Shortness of breath even when resting
Shortness of breath is a very common symptom for lung cancer, occurring about half of all non-smokers with lung cancer. This could also be shortness of breath from another respiratory problem, but if it happens even when you are resting and not doing anything to cause stress on your lungs, it is something that you should see a doctor about. Shortness of breath can be caused by other things like heart disease or asthma, so your doctor will want to rule out other causes before determining that it’s lung cancer. The good news is that once ruled out as another cause, there are many effective treatments for relieving shortness of breath associated with lung cancer.
While many people associate wheezing with asthma, it can also be an early symptom of lung cancer. While doctors say only about 20 percent of patients with early stage lung cancer have a chronic cough, for those who do, that coughing is often related to wheezing. In fact, if you’re over 50 and you experience shortness of breath or difficulty breathing on most days for three months straight—you should see your doctor to check for signs of lung cancer. If caught early enough and treated promptly and effectively, stage I non-small cell lung cancer patients have a nearly 90 percent chance at survival.

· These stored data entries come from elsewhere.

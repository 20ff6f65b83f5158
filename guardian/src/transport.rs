//! # Message transports
//!
//! Guardians exchange messages over a topic based pub/sub broker. The [`Transport`] trait is the
//! seam the messenger publishes through. Implementations:
//! - [`AmqpTransport`]: RabbitMQ over AMQP 0-9-1, one topic exchange per topic.
//! - [`RabbitHttpTransport`]: RabbitMQ through its management HTTP API.
//! - `KafkaTransport` (feature `kafka`): one Kafka topic per guardian topic.
//! - [`InMemoryTransport`]: everything stays in process.
//!
//! Every broker round trip is bounded by the transport's request timeout, so a stuck broker
//! surfaces as [`TransportError::Timeout`] instead of blocking the messenger.

use std::collections::HashMap;
use std::fmt;
use std::future::Future;
use std::sync::{Arc, Mutex, PoisonError};
use std::time::Duration;

use async_trait::async_trait;
use serde::{Deserialize, Serialize};
use serde_json::Value;
use snafu::Snafu;
use url::Url;

mod amqp;
#[cfg(feature = "kafka")]
mod kafka;
mod rabbit_http;

pub use amqp::{AmqpConfig, AmqpTransport};
#[cfg(feature = "kafka")]
pub use kafka::KafkaTransport;
pub use rabbit_http::{RabbitConfig, RabbitHttpTransport};

/// Default bound of a single broker round trip.
pub const DEFAULT_BROKER_TIMEOUT: Duration = Duration::from_secs(30);

/// Header carrying the message type where the broker has no better place for it.
const MESSAGE_TYPE_HEADER: &str = "messageType";

/// Errors returned by a [`Transport`].
#[derive(Debug, Snafu)]
#[snafu(visibility(pub))]
pub enum TransportError {
    /// The broker could not be reached or rejected the request.
    #[snafu(display("Broker request to {url} failed: {source}"))]
    Http {
        /// Endpoint of the request.
        url: Url,
        /// Underlying HTTP error.
        source: reqwest::Error,
    },

    /// The broker base URL cannot take a path.
    #[snafu(display("Broker url {url} cannot be a base"))]
    InvalidUrl {
        /// The configured URL.
        url: Url,
    },

    /// The HTTP client could not be built.
    #[snafu(display("Failed to build broker client: {source}"))]
    Client {
        /// Underlying HTTP error.
        source: reqwest::Error,
    },

    /// The AMQP connection or channel failed.
    #[snafu(display("AMQP {operation} failed: {source}"))]
    Amqp {
        /// What was being done.
        operation: String,
        /// Client error.
        source: lapin::Error,
    },

    /// The Kafka client failed.
    #[snafu(display("Kafka {operation} failed: {message}"))]
    Kafka {
        /// What was being done.
        operation: String,
        /// Client error.
        message: String,
    },

    /// The broker did not answer in time.
    #[snafu(display("Broker {operation} timed out after {timeout:?}"))]
    Timeout {
        /// What was being done.
        operation: String,
        /// The bound that was hit.
        timeout: Duration,
    },

    /// The configured transport is not part of this build.
    #[snafu(display("Transport {name} is not supported by this build"))]
    Unsupported {
        /// Transport name.
        name: String,
    },

    /// A message could not be serialized.
    #[snafu(display("Failed to serialize message: {source}"))]
    Serialize {
        /// Serialization error.
        source: serde_json::Error,
    },
}

/// Result alias of this module.
pub type Result<T, E = TransportError> = std::result::Result<T, E>;

/// Kind of a guardian message, carried next to the payload by the broker.
#[derive(Clone, Copy, Debug, PartialEq, Eq, Hash, Serialize, Deserialize)]
#[serde(rename_all = "lowercase")]
pub enum MessageType {
    /// Liveness beacon.
    Ping,
    /// Deposit attestation.
    Deposit,
    /// Request to pause deposits.
    Pause,
    /// Request to unvet keys.
    Unvet,
}

impl MessageType {
    /// Wire name of the message type.
    pub fn as_str(&self) -> &'static str {
        match self {
            MessageType::Ping => "ping",
            MessageType::Deposit => "deposit",
            MessageType::Pause => "pause",
            MessageType::Unvet => "unvet",
        }
    }

    /// The message type named `value` on the wire.
    pub fn parse(value: &str) -> Option<Self> {
        [Self::Ping, Self::Deposit, Self::Pause, Self::Unvet]
            .into_iter()
            .find(|t| t.as_str() == value)
    }
}

impl fmt::Display for MessageType {
    fn fmt(&self, f: &mut fmt::Formatter<'_>) -> fmt::Result {
        f.write_str(self.as_str())
    }
}

/// Callback for inbound messages.
pub type MessageHandler = Arc<dyn Fn(Value) + Send + Sync>;

/// Topic based pub/sub broker.
#[async_trait]
pub trait Transport: Send + Sync + fmt::Debug {
    /// Publishes `payload` on `topic`.
    async fn publish(&self, topic: &str, payload: Value, message_type: MessageType) -> Result<()>;

    /// Delivers every message of `message_type` published on `topic` to `handler`.
    ///
    /// A message may be delivered more than once.
    async fn subscribe(
        &self,
        topic: &str,
        message_type: MessageType,
        handler: MessageHandler,
    ) -> Result<()>;
}

/// A message recorded by [`InMemoryTransport`].
#[derive(Clone, Debug, PartialEq)]
pub struct PublishedMessage {
    /// Topic it was published on.
    pub topic: String,
    /// The payload.
    pub payload: Value,
    /// Its message type.
    pub message_type: MessageType,
}

type Subscribers = HashMap<(String, MessageType), Vec<MessageHandler>>;

/// In-process transport that records every published message.
#[derive(Default)]
pub struct InMemoryTransport {
    published: Mutex<Vec<PublishedMessage>>,
    subscribers: Mutex<Subscribers>,
}

impl fmt::Debug for InMemoryTransport {
    fn fmt(&self, f: &mut fmt::Formatter<'_>) -> fmt::Result {
        f.debug_struct("InMemoryTransport")
            .field("published", &self.published().len())
            .finish_non_exhaustive()
    }
}

impl InMemoryTransport {
    /// An empty transport without subscribers.
    pub fn new() -> Self {
        Self::default()
    }

    /// Every message published so far, oldest first.
    pub fn published(&self) -> Vec<PublishedMessage> {
        self.published
            .lock()
            .unwrap_or_else(PoisonError::into_inner)
            .clone()
    }
}

#[async_trait]
impl Transport for InMemoryTransport {
    async fn publish(&self, topic: &str, payload: Value, message_type: MessageType) -> Result<()> {
        let handlers = self
            .subscribers
            .lock()
            .unwrap_or_else(PoisonError::into_inner)
            .get(&(topic.to_string(), message_type))
            .cloned()
            .unwrap_or_default();

        self.published
            .lock()
            .unwrap_or_else(PoisonError::into_inner)
            .push(PublishedMessage {
                topic: topic.to_string(),
                payload: payload.clone(),
                message_type,
            });

        for handler in handlers {
            handler(payload.clone());
        }
        Ok(())
    }

    async fn subscribe(
        &self,
        topic: &str,
        message_type: MessageType,
        handler: MessageHandler,
    ) -> Result<()> {
        self.subscribers
            .lock()
            .unwrap_or_else(PoisonError::into_inner)
            .entry((topic.to_string(), message_type))
            .or_default()
            .push(handler);
        Ok(())
    }
}

/// Connection settings of a Kafka cluster.
#[derive(Clone, Debug)]
pub struct KafkaConfig {
    /// Bootstrap brokers, `host:port`.
    pub brokers: Vec<String>,
    /// Client id reported to the brokers.
    pub client_id: String,
    /// Connect over TLS.
    pub ssl: bool,
    /// SASL mechanism such as `plain` or `scram-sha-512`; no authentication when unset.
    pub sasl_mechanism: Option<String>,
    /// SASL user.
    pub username: Option<String>,
    /// SASL password.
    pub password: Option<String>,
    /// Bound of a single produce.
    pub request_timeout: Duration,
}

/// Builds the Kafka transport when the `kafka` feature is enabled.
#[cfg(feature = "kafka")]
pub fn kafka(config: KafkaConfig) -> Result<Arc<dyn Transport>> {
    Ok(Arc::new(KafkaTransport::new(config)?))
}

/// Builds the Kafka transport when the `kafka` feature is enabled.
#[cfg(not(feature = "kafka"))]
pub fn kafka(_config: KafkaConfig) -> Result<Arc<dyn Transport>> {
    Err(TransportError::Unsupported {
        name: "kafka".to_owned(),
    })
}

/// Runs one broker round trip, giving up after `timeout`.
async fn bounded<T, F>(operation: &str, timeout: Duration, round_trip: F) -> Result<T>
where
    F: Future<Output = Result<T>>,
{
    tokio::time::timeout(timeout, round_trip)
        .await
        .unwrap_or_else(|_| {
            Err(TransportError::Timeout {
                operation: operation.to_owned(),
                timeout,
            })
        })
}

#[cfg(test)]
mod tests {
    use std::sync::atomic::{AtomicUsize, Ordering};

    use serde_json::json;

    use super::*;

    #[tokio::test]
    async fn in_memory_delivers_to_matching_subscribers() {
        let transport = InMemoryTransport::new();
        let received = Arc::new(AtomicUsize::new(0));
        let counter = received.clone();
        transport
            .subscribe(
                "mainnet-defender",
                MessageType::Pause,
                Arc::new(move |_| {
                    counter.fetch_add(1, Ordering::SeqCst);
                }),
            )
            .await
            .unwrap();

        transport
            .publish("mainnet-defender", json!({"a": 1}), MessageType::Pause)
            .await
            .unwrap();
        transport
            .publish("mainnet-defender", json!({"a": 2}), MessageType::Ping)
            .await
            .unwrap();
        transport
            .publish("holesky-defender", json!({"a": 3}), MessageType::Pause)
            .await
            .unwrap();

        assert_eq!(received.load(Ordering::SeqCst), 1);
        assert_eq!(transport.published().len(), 3);
        assert_eq!(transport.published()[1].message_type, MessageType::Ping);
    }

    #[tokio::test]
    async fn slow_round_trips_time_out() {
        let error = bounded("publish", Duration::from_millis(10), async {
            std::future::pending::<Result<()>>().await
        })
        .await
        .unwrap_err();
        assert!(matches!(error, TransportError::Timeout { ref operation, .. } if operation == "publish"));

        assert_eq!(
            bounded("publish", Duration::from_secs(1), async { Ok(5) }).await.unwrap(),
            5
        );
    }

    #[cfg(not(feature = "kafka"))]
    #[test]
    fn kafka_needs_its_feature() {
        let config = KafkaConfig {
            brokers: vec!["localhost:9092".into()],
            client_id: "guardian".into(),
            ssl: false,
            sasl_mechanism: None,
            username: None,
            password: None,
            request_timeout: DEFAULT_BROKER_TIMEOUT,
        };
        assert!(matches!(kafka(config), Err(TransportError::Unsupported { .. })));
    }

    #[test]
    fn message_types_have_wire_names() {
        assert_eq!(MessageType::parse("unvet"), Some(MessageType::Unvet));
        assert_eq!(MessageType::parse("UNVET"), None);
        assert_eq!(serde_json::to_value(MessageType::Deposit).unwrap(), json!("deposit"));
    }
}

Loss of appetite and unexplained weight loss
While there are a variety of possible causes for these two symptoms, they may be an early sign that something is wrong. When these two things happen at once, it’s called anorexia cachexia syndrome, and it can often mean you have advanced cancer or another serious condition. Since non-smokers tend to be older and more likely to suffer from chronic illnesses than smokers are, weight loss and loss of appetite are two signs doctors look for when trying to determine if someone has lung cancer. If you’ve recently lost weight without trying or if you’re not hungry (even though you used to eat a lot), talk with your doctor about getting checked out for lung cancer.